§ **The task**:
Look through the data below, tally the lines where "counts" occurs, and write the total alone.

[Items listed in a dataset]
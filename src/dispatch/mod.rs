//! Ordered request dispatching
//!
//! A [`RequestDispatcher`] holds an ordered list of [`Route`]s, each a
//! predicate paired with a responder, plus a default responder. The first
//! route that accepts a request and produces a response wins.

pub mod request;

#[cfg(test)]
mod tests;

pub use request::RequestView;

use crate::http::Response;
use http::StatusCode;
use std::fmt;
use std::sync::Arc;
use std::sync::atomic::{AtomicU64, Ordering};
use tracing::debug;

pub type Predicate = Arc<dyn Fn(&RequestView<'_>) -> bool + Send + Sync>;
pub type Responder = Arc<dyn Fn(&RequestView<'_>) -> Option<Response> + Send + Sync>;
pub type DefaultResponder = Arc<dyn Fn(&RequestView<'_>) -> Response + Send + Sync>;

const NOT_FOUND_MIME_TYPE: &str = "text/plain; charset=us-ascii";
const NOT_FOUND_BODY: &[u8] = b"404 Not Found";

/// A predicate and the responder it guards
#[derive(Clone)]
pub struct Route {
    predicate: Predicate,
    responder: Responder,
}

impl Route {
    pub fn new<P, R>(predicate: P, responder: R) -> Self
    where
        P: Fn(&RequestView<'_>) -> bool + Send + Sync + 'static,
        R: Fn(&RequestView<'_>) -> Option<Response> + Send + Sync + 'static,
    {
        Self {
            predicate: Arc::new(predicate),
            responder: Arc::new(responder),
        }
    }

    /// A route with no predicate; the responder decides by returning `None`.
    pub fn responder<R>(responder: R) -> Self
    where
        R: Fn(&RequestView<'_>) -> Option<Response> + Send + Sync + 'static,
    {
        Self::new(|_| true, responder)
    }

    fn respond(&self, request: &RequestView<'_>) -> Option<Response> {
        if (self.predicate)(request) {
            (self.responder)(request)
        } else {
            None
        }
    }
}

impl fmt::Debug for Route {
    fn fmt(&self, f: &mut fmt::Formatter<'_>) -> fmt::Result {
        f.debug_struct("Route").finish_non_exhaustive()
    }
}

/// First-match-wins request dispatcher with observability counters
pub struct RequestDispatcher {
    routes: Vec<Route>,
    default_responder: DefaultResponder,
    heard: AtomicU64,
    matched: AtomicU64,
}

impl RequestDispatcher {
    pub fn new(routes: impl IntoIterator<Item = Route>, default_responder: DefaultResponder) -> Self {
        Self {
            routes: routes.into_iter().collect(),
            default_responder,
            heard: AtomicU64::new(0),
            matched: AtomicU64::new(0),
        }
    }

    /// Dispatcher that answers everything with [`not_found_response`]
    pub fn with_routes(routes: impl IntoIterator<Item = Route>) -> Self {
        Self::new(routes, not_found())
    }

    /// Picks the response for `request`.
    ///
    /// Every call counts as heard. Routes are tried in order; the first one
    /// whose predicate accepts and whose responder answers counts as a
    /// match. Otherwise the default responder answers and nothing counts as
    /// matched.
    pub fn handle(&self, request: &RequestView<'_>) -> Response {
        self.heard.fetch_add(1, Ordering::Relaxed);

        for route in &self.routes {
            if let Some(response) = route.respond(request) {
                self.matched.fetch_add(1, Ordering::Relaxed);
                return response;
            }
        }

        (self.default_responder)(request)
    }

    pub fn heard_count(&self) -> u64 {
        self.heard.load(Ordering::Relaxed)
    }

    pub fn matched_count(&self) -> u64 {
        self.matched.load(Ordering::Relaxed)
    }

    pub fn routes(&self) -> &[Route] {
        &self.routes
    }
}

impl fmt::Debug for RequestDispatcher {
    fn fmt(&self, f: &mut fmt::Formatter<'_>) -> fmt::Result {
        f.debug_struct("RequestDispatcher")
            .field("routes", &self.routes.len())
            .field("heard", &self.heard_count())
            .field("matched", &self.matched_count())
            .finish()
    }
}

/// The stock 404 response; identical on every call
pub fn not_found_response() -> Response {
    Response::fixed_length(StatusCode::NOT_FOUND, NOT_FOUND_MIME_TYPE, NOT_FOUND_BODY)
}

/// Default responder that logs the miss and answers [`not_found_response`]
pub fn not_found() -> DefaultResponder {
    Arc::new(|request: &RequestView<'_>| {
        let query = request.session().query_string().unwrap_or_default();
        debug!(
            target: "fixturesrv::dispatch::default",
            "404 {} {}",
            request.path(),
            abbreviate(query, 128)
        );
        not_found_response()
    })
}

/// Shortens `text` to at most `max_chars` characters, ending in "..." when cut.
fn abbreviate(text: &str, max_chars: usize) -> String {
    if text.chars().count() <= max_chars {
        return text.to_string();
    }
    let kept: String = text.chars().take(max_chars.saturating_sub(3)).collect();
    format!("{kept}...")
}
use bytes::Bytes;
use criterion::{BenchmarkId, Criterion, Throughput, black_box, criterion_group, criterion_main};
use fixturesrv::http::{FixtureClient, Response, Session};
use fixturesrv::{CompletionBarrier, FixtureServer, RequestDispatcher, RequestView, Route};
use http::{Method, StatusCode, Version};
use std::net::SocketAddr;
use tokio::runtime::Runtime;

fn session(path: &str) -> Session {
    Session {
        method: Method::GET,
        uri: path.to_string(),
        version: Version::HTTP_11,
        headers: [("Host", "localhost"), ("Accept", "*/*")].into_iter().collect(),
        query: Default::default(),
        body: Bytes::new(),
        remote_addr: None,
    }
}

fn bench_dispatch(c: &mut Criterion) {
    let mut group = c.benchmark_group("dispatch");

    for routes in [1usize, 10, 100] {
        let dispatcher = RequestDispatcher::with_routes((0..routes).map(|i| {
            let path = format!("/route/{i}");
            Route::new(
                move |request| request.path() == path,
                |_| Some(Response::text(StatusCode::OK, "ok")),
            )
        }));
        let last = session(&format!("/route/{}", routes - 1));
        let miss = session("/missing");

        group.throughput(Throughput::Elements(1));
        group.bench_with_input(BenchmarkId::new("last_route", routes), &last, |b, session| {
            b.iter(|| dispatcher.handle(black_box(&RequestView::new(session))))
        });
        group.bench_with_input(BenchmarkId::new("default", routes), &miss, |b, session| {
            b.iter(|| dispatcher.handle(black_box(&RequestView::new(session))))
        });
    }

    group.finish();
}

fn bench_barrier(c: &mut Criterion) {
    let rt = Runtime::new().unwrap();
    let mut group = c.benchmark_group("barrier");

    let barrier = CompletionBarrier::new();
    group.bench_function("open_close", |b| {
        b.iter(|| barrier.open().close())
    });

    for tickets in [1usize, 25, 100] {
        group.bench_with_input(BenchmarkId::new("flush_after_close", tickets), &tickets, |b, &tickets| {
            b.to_async(&rt).iter(|| async {
                let barrier = CompletionBarrier::new();
                let open: Vec<_> = (0..tickets).map(|_| barrier.open()).collect();
                let closer = tokio::spawn(async move { drop(open) });
                barrier.flush().await;
                closer.await.unwrap();
            })
        });
    }

    group.finish();
}

fn bench_round_trip(c: &mut Criterion) {
    let rt = Runtime::new().unwrap();
    let mut group = c.benchmark_group("round_trip");

    let server = FixtureServer::builder()
        .get_path("/hello", |_| Response::text(StatusCode::OK, "Hello, world!"))
        .build();
    let control = rt.block_on(server.start_server()).unwrap();
    let addr = SocketAddr::from(([127, 0, 0, 1], control.listening_port().unwrap()));
    let mut client = rt.block_on(FixtureClient::connect(addr)).unwrap();

    group.bench_function("keep_alive_get", |b| {
        b.iter(|| {
            let response = rt.block_on(client.get("/hello")).unwrap();
            assert_eq!(response.status, StatusCode::OK);
        })
    });
    group.bench_function("get_then_flush", |b| {
        b.iter(|| {
            rt.block_on(async {
                client.get("/hello").await.unwrap();
                control.flush().await.unwrap();
            })
        })
    });

    group.finish();
    drop(client);
    let mut control = control;
    rt.block_on(control.stop());
}

criterion_group!(benches, bench_dispatch, bench_barrier, bench_round_trip);
criterion_main!(benches);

§ **Problem solution**:
3